Проходя мимо бассейна, Тофик, зачерпнув горстями воду, плеснул в меня. Влага, ударив ночной прохладой в лицо, сбила дыхание, но при этом встряхнула все мои чувства. Организм начала понемногу просыпаться. Солнце мягкой ладонью коснулось правой щеки. Свежий запах виноградной листвы проник в легкие. Предметы начали обретать четкие очертания. Ступни во вьетнамках почувствовали влагу желтого песка. Дрожь пробежала по всему телу. «Все системы в норме и готовы к рыбалке!» — проскрипела за спиной железная дверь.

Мы шли вдоль лабиринта заборов, которые тянулись бесконечной Китайской стеной по обеим сторонам. Изредка встречались калитки, окна-бойницы, дразнящие белыми занавесками, и совсем редко — глухие металлические ворота. Наверно, людям было что скрывать, кроме мычащих коров и блеющих барашков. Серый асфальт хрустел песком под сланцами, и с каждым поворотом песка становилось все больше и больше. Меня не покидало ощущение, что чего-то не хватает. Тофик шел впереди, окуривая меня едким дымом «кэмел» без фильтра. На плече только рюкзак… и тут я понял!

— Мы удочки забыли!

— Удочки? Зачем нам удочки?

— Как же? А рыба? Как ловить?

— Ударился вчера что ли? Я закидушки взял. Четыре штуки.

— Закидушки???

Это была моя первая рыбалка в жизни.

Каменные стены плавно превратились в деревянные заборы, а асфальт превратился в песок. Идти стало тяжелее. Ноги проваливались в зыбкую кашу. Заборы потеряли ровный строй и стояли покосившимся частоколом. И вот, сделав ещё один поворот, мы увидели море!.. Да, собственно, чего такого то? Море как море! Оно и в Африке море. Потянуло преющими морскими водорослями и мелкой рыбкой, выброшенными ночным прибоем. Чайки толпами расхаживали по дикому пляжу. Такие толстые и наглые. Казалось, что они вообще разучились летать. Красное колесо солнца катилось по краю голубой глади, отражаясь чешуйками от мутной воды. А вы думали, я вам расскажу про прозрачное, как слеза ребенка, море, которое плещется, лаская ноги, и уносит с собою забытые вами следы? Может, где-то и есть, но точно не здесь. Надо очень постараться, чтобы найти чистый пляж. Нефтяные пятна, тина, морские водоросли, взбаламученный песок, ну, и всякой дохлой рыбешки по мелочи. Вот такое тут бывает после прибоев, приливов и штормов. А вон птичий базар. Не в том смысле, что их продают, а в том, что их тут беспорядочная толпа.
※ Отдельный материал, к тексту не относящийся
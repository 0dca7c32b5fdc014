//! Logging init: file under XDG state dir, or graceful fallback to stderr.

use anyhow::Result;
use std::fs::{self, File};
use std::io::{self, Write};
use std::path::{Path, PathBuf};
use tracing_subscriber::fmt::writer::BoxMakeWriter;
use tracing_subscriber::fmt::MakeWriter;
use tracing_subscriber::EnvFilter;

const LOG_FILE_NAME: &str = "qurl.log";
const DEFAULT_FILTER: &str = "info,qurl=debug,qurl_core=debug";

/// Writer that is either the log file or stderr (used when file clone fails).
enum FileOrStderr {
    File(File),
    Stderr,
}

impl Write for FileOrStderr {
    fn write(&mut self, buf: &[u8]) -> io::Result<usize> {
        match self {
            FileOrStderr::File(f) => f.write(buf),
            FileOrStderr::Stderr => io::stderr().lock().write(buf),
        }
    }

    fn flush(&mut self) -> io::Result<()> {
        match self {
            FileOrStderr::File(f) => f.flush(),
            FileOrStderr::Stderr => io::stderr().lock().flush(),
        }
    }
}

struct SharedFile(File);

impl<'a> MakeWriter<'a> for SharedFile {
    type Writer = FileOrStderr;

    fn make_writer(&'a self) -> Self::Writer {
        self.0
            .try_clone()
            .map(FileOrStderr::File)
            .unwrap_or(FileOrStderr::Stderr)
    }
}

/// `RUST_LOG` if set, otherwise debug for this workspace and info elsewhere.
fn env_filter() -> EnvFilter {
    EnvFilter::try_from_default_env().unwrap_or_else(|_| EnvFilter::new(DEFAULT_FILTER))
}

/// Opens (creating if needed) the append-mode log file inside `dir`.
fn open_log_file(dir: &Path) -> Result<(File, PathBuf)> {
    fs::create_dir_all(dir)?;
    let path = dir.join(LOG_FILE_NAME);
    let file = fs::OpenOptions::new().create(true).append(true).open(&path)?;
    Ok((file, path))
}

/// Initialize structured logging to `~/.local/state/qurl/qurl.log`.
/// On failure (e.g. state dir unwritable), returns Err so the caller can fall back to stderr.
pub fn init_logging() -> Result<()> {
    let xdg_dirs = xdg::BaseDirectories::with_prefix("qurl")?;
    let log_path = xdg_dirs.place_state_file(LOG_FILE_NAME)?;
    let dir = log_path
        .parent()
        .map(Path::to_path_buf)
        .unwrap_or_else(|| PathBuf::from("."));
    init_logging_in(&dir)
}

/// Initialize file logging inside an explicit directory.
pub fn init_logging_in(dir: &Path) -> Result<()> {
    let (file, path) = open_log_file(dir)?;

    tracing_subscriber::fmt()
        .with_env_filter(env_filter())
        .with_writer(BoxMakeWriter::new(SharedFile(file)))
        .with_ansi(false)
        .try_init()
        .map_err(|e| anyhow::anyhow!("failed to install log subscriber: {}", e))?;

    tracing::info!("qurl logging initialized at {}", path.display());
    Ok(())
}

/// Initialize logging to stderr only. Use when init_logging() fails so the CLI doesn't crash.
pub fn init_logging_stderr() {
    let _ = tracing_subscriber::fmt()
        .with_env_filter(env_filter())
        .with_writer(io::stderr)
        .with_ansi(false)
        .try_init();
}
//! Transaction scoring example
//!
//! Generates a seeded synthetic user, scores a handful of payments against
//! their profile, feeds the verdicts into a bounded live feed, and records a
//! confirmation.
//!
//! Run with `RUST_LOG=hybrid_risk_engine=debug` to see per-call breakdowns.

use chrono::Duration;
use hybrid_risk_engine::dataset::DatasetGenerator;
use hybrid_risk_engine::{
    BoundedFeed, ConfirmationVerdict, ConfirmationWorkflow, DestinationRegistry, FeedEvent,
    InMemoryProfileStore, ProfileStore, RiskEngine, ScoringRequest, ScoringResult, UserCategory,
};
use tracing_subscriber::EnvFilter;

fn print_result(label: &str, result: &ScoringResult) {
    println!("{}", label);
    println!("   Transaction ID: {}", result.transaction_id);
    println!(
        "   Risk Score: {}/100 ({}), confidence {}%",
        result.risk_score, result.risk_tier, result.confidence_score
    );
    println!(
        "   Rule {} | ML {} (anomaly {}, fraud {})",
        result.rule_score, result.ml_score, result.anomaly_score, result.fraud_probability_score
    );
    println!("   Action: {}", result.recommended_action);
    for reason in &result.reasons {
        println!("   - {}", reason);
    }
    let panel = result.receiver_risk();
    if panel.has_any_data() {
        println!("   Receiver: {:?}", panel);
    }
    println!();
}

fn main() {
    tracing_subscriber::fmt()
        .with_env_filter(EnvFilter::from_default_env())
        .init();

    println!("=== Hybrid Risk Engine ===\n");

    let engine = RiskEngine::default();
    let now = engine.config().reference_time;

    let mut generator = DatasetGenerator::seeded(2026, now);
    let profile = generator.generate_profile("USER-DEMO", UserCategory::Salaried);
    println!(
        "User {}: income {:.0}, avg txn {:.0}, cities {:?}\n",
        profile.user_id,
        profile.monthly_income,
        profile.avg_transaction_amount,
        profile.usual_cities
    );

    let mut registry = DestinationRegistry::new();
    for destination in &profile.usual_destinations {
        registry.register(destination, now - Duration::days(500), now);
    }
    registry.register("newshop@ybl", now - Duration::days(4), now);

    let home = profile.usual_cities[0].clone();
    let regular = profile.usual_destinations[0].clone();
    let avg = profile.avg_transaction_amount;

    let requests = vec![
        ("1. Everyday payment", ScoringRequest::new("TXN-DEMO-001", avg * 0.8, &home, &regular)),
        (
            "2. Larger payment from another city",
            ScoringRequest::new("TXN-DEMO-002", avg * 5.0, "Imphal", &regular),
        ),
        (
            "3. Salary-sized payment to a new destination",
            ScoringRequest::new("TXN-DEMO-003", profile.monthly_income, "Imphal", "newshop@ybl")
                .with_recent_count(3),
        ),
        (
            "4. Payment link with lure keywords",
            ScoringRequest::new("TXN-DEMO-004", avg, &home, "lucky.winner2026@paytm")
                .with_link("bit.ly/win50k")
                .with_device("DEVICE-UNSEEN"),
        ),
    ];

    let mut feed: BoundedFeed<ScoringResult> = BoundedFeed::with_capacity(3);
    feed.subscribe(|event: &FeedEvent<ScoringResult>| {
        if let FeedEvent::Evicted(result) = event {
            println!("   (feed evicted {})", result.transaction_id);
        }
    });

    for (label, request) in &requests {
        let result = engine.score(request, &profile, &registry);
        print_result(label, &result);
        feed.push(result);
    }

    println!("Live feed (newest first):");
    for result in feed.iter() {
        println!("   {} -> {}", result.transaction_id, result.risk_tier);
    }
    println!();

    println!("5. Confirming the larger payment as legitimate");
    let mut store = InMemoryProfileStore::new();
    store.insert(profile.clone());
    let (_, request) = &requests[1];
    let mut workflow = ConfirmationWorkflow::new(&engine, &mut store, &registry);
    match workflow.confirm(&profile.user_id, request, ConfirmationVerdict::Legit) {
        Ok(outcome) => {
            println!(
                "   New average: {:.0} (was {:.0})",
                outcome.profile.avg_transaction_amount, avg
            );
            println!("   Re-scored: {}/100", outcome.rescored.risk_score);
        }
        Err(e) => println!("   Confirmation failed: {}", e),
    }

    if let Ok(saved) = store.fetch(&profile.user_id) {
        println!("   History length: {}", saved.history.len());
    }
}
//! Payment link inspection
//!
//! Classifies a payment URL by domain reputation and lexical lure signals:
//! URL shorteners, bait keywords, and lookalike impersonation of known
//! brand/bank domains.

use regex::Regex;
use serde::{Deserialize, Serialize};
use std::sync::OnceLock;

/// Maximum link risk score
pub const MAX_LINK_RISK: u8 = 30;

const SHORTENER_DOMAINS: &[&str] = &[
    "bit.ly",
    "tinyurl.com",
    "goo.gl",
    "t.co",
    "ow.ly",
    "is.gd",
    "buff.ly",
    "cutt.ly",
    "rb.gy",
    "shorturl.at",
];

const LURE_KEYWORDS: &[&str] = &[
    "win", "free", "cash", "earn", "lucky", "refund", "prize", "offer", "claim", "lottery",
    "invest", "recharge", "cashback",
];

const LEGITIMATE_DOMAINS: &[&str] = &[
    "paytm.com",
    "phonepe.com",
    "razorpay.com",
    "sbi.co.in",
    "onlinesbi.sbi",
    "hdfcbank.com",
    "icicibank.com",
    "axisbank.com",
    "amazon.in",
    "flipkart.com",
    "npci.org.in",
    "pay.google.com",
];

const TRUSTED_BRANDS: &[&str] = &[
    "razorpay", "paytm", "phonepe", "hdfcbank", "icicibank", "axisbank", "onlinesbi", "npci",
    "amazon", "flipkart", "google",
];

/// Simulated domain ages, in days
const SHORTENER_AGE_DAYS: u32 = 5;
const TRUSTED_AGE_DAYS: u32 = 2000;
const LURE_AGE_DAYS: u32 = 15;
const DEFAULT_AGE_DAYS: u32 = 90;

/// Result of inspecting a payment link
#[derive(Debug, Clone, PartialEq, Serialize, Deserialize)]
pub struct LinkInspectionResult {
    pub domain: String,
    pub is_shortened: bool,
    pub has_suspicious_keywords: bool,
    /// Similarity to the closest non-identical legitimate domain (0.0-1.0)
    pub lookalike_similarity: f64,
    pub lookalike_target: Option<String>,
    pub domain_age_days: u32,
    /// Link risk score (0-30)
    pub risk_score: u8,
}

impl LinkInspectionResult {
    /// True when the domain closely imitates a legitimate domain
    pub fn is_lookalike(&self) -> bool {
        self.lookalike_similarity > 0.7 && self.lookalike_similarity < 1.0
    }

    /// True when the simulated domain age is under a month
    pub fn is_new_domain(&self) -> bool {
        self.domain_age_days < 30
    }
}

/// Coarse reputation tier of a payment link
#[derive(Debug, Clone, Copy, PartialEq, Eq, Serialize, Deserialize, Default)]
#[serde(rename_all = "SCREAMING_SNAKE_CASE")]
pub enum LinkRiskTier {
    #[default]
    None,
    Trusted,
    Unknown,
    New,
}

impl LinkRiskTier {
    /// Classify an inspected link by its simulated domain age
    pub fn classify(result: &LinkInspectionResult) -> Self {
        if result.domain_age_days >= 365 {
            LinkRiskTier::Trusted
        } else if result.is_new_domain() {
            LinkRiskTier::New
        } else {
            LinkRiskTier::Unknown
        }
    }

    /// Flat risk contribution used when no inspection score is available
    pub fn fallback_contribution(&self) -> f64 {
        match self {
            LinkRiskTier::None => 0.0,
            LinkRiskTier::Trusted => 3.0,
            LinkRiskTier::Unknown => 15.0,
            LinkRiskTier::New => 20.0,
        }
    }
}

fn scheme_pattern() -> &'static Regex {
    static SCHEME: OnceLock<Regex> = OnceLock::new();
    SCHEME.get_or_init(|| Regex::new(r"^[a-z][a-z0-9+.\-]*://").expect("valid scheme pattern"))
}

/// Extract the bare domain from a URL-like string
pub fn extract_domain(link: &str) -> String {
    let lowered = link.trim().to_lowercase();
    let without_scheme = scheme_pattern().replace(&lowered, "");
    let host = without_scheme
        .split(['/', '?', '#'])
        .next()
        .unwrap_or_default();
    let host = host.split(':').next().unwrap_or_default();
    host.strip_prefix("www.").unwrap_or(host).to_string()
}

/// Levenshtein edit distance over chars
pub fn edit_distance(a: &str, b: &str) -> usize {
    let a: Vec<char> = a.chars().collect();
    let b: Vec<char> = b.chars().collect();
    if a.is_empty() {
        return b.len();
    }
    if b.is_empty() {
        return a.len();
    }

    let mut prev: Vec<usize> = (0..=b.len()).collect();
    let mut curr = vec![0; b.len() + 1];
    for (i, ca) in a.iter().enumerate() {
        curr[0] = i + 1;
        for (j, cb) in b.iter().enumerate() {
            let cost = usize::from(ca != cb);
            curr[j + 1] = (prev[j + 1] + 1).min(curr[j] + 1).min(prev[j] + cost);
        }
        std::mem::swap(&mut prev, &mut curr);
    }
    prev[b.len()]
}

/// Normalized similarity: 1 - distance / max length
pub fn similarity(a: &str, b: &str) -> f64 {
    let max_len = a.chars().count().max(b.chars().count());
    if max_len == 0 {
        return 1.0;
    }
    1.0 - edit_distance(a, b) as f64 / max_len as f64
}

fn round2(value: f64) -> f64 {
    (value * 100.0).round() / 100.0
}

/// Find the closest legitimate domain that is not an exact match
fn closest_lookalike(domain: &str) -> (f64, Option<String>) {
    let mut best: (f64, Option<String>) = (0.0, None);
    for candidate in LEGITIMATE_DOMAINS {
        let score = similarity(domain, candidate);
        if score < 1.0 && score > best.0 {
            best = (score, Some(candidate.to_string()));
        }
    }
    (round2(best.0), best.1)
}

/// Inspect a payment link. Returns `None` when no link is supplied.
pub fn inspect_link(link: Option<&str>) -> Option<LinkInspectionResult> {
    let link = link?.trim();
    if link.is_empty() {
        return None;
    }

    let domain = extract_domain(link);
    let lowered = link.to_lowercase();

    let is_shortened = SHORTENER_DOMAINS.contains(&domain.as_str());
    let has_suspicious_keywords = LURE_KEYWORDS.iter().any(|k| lowered.contains(k));
    let (lookalike_similarity, lookalike_target) = closest_lookalike(&domain);

    let domain_age_days = if is_shortened {
        SHORTENER_AGE_DAYS
    } else if TRUSTED_BRANDS.iter().any(|b| domain.contains(b)) {
        TRUSTED_AGE_DAYS
    } else if has_suspicious_keywords {
        LURE_AGE_DAYS
    } else {
        DEFAULT_AGE_DAYS
    };

    let mut score: u32 = 0;
    if is_shortened {
        score += 10;
    }
    if has_suspicious_keywords {
        score += 8;
    }
    if lookalike_similarity > 0.7 && lookalike_similarity < 1.0 {
        score += 7;
    }
    if domain_age_days < 30 {
        score += 5;
    }

    Some(LinkInspectionResult {
        domain,
        is_shortened,
        has_suspicious_keywords,
        lookalike_similarity,
        lookalike_target,
        domain_age_days,
        risk_score: score.min(MAX_LINK_RISK as u32) as u8,
    })
}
Чайки, бакланы, гагары, вороны, воробьи и даже, кто бы мог подумать, голуби. Все собрались на этот пир горой и дербанят тушу тюленя со вспоротым винтом корабля брюхом. Меня стало подташнивать.

— Ничего, боцман, я знаю тут одно место, там всегда чисто.

Тофик поднял с земли палку и метнул в толпу наглых птиц. Только несколько воробьев лениво перелетело на другое место. Остальные даже не обратили внимания.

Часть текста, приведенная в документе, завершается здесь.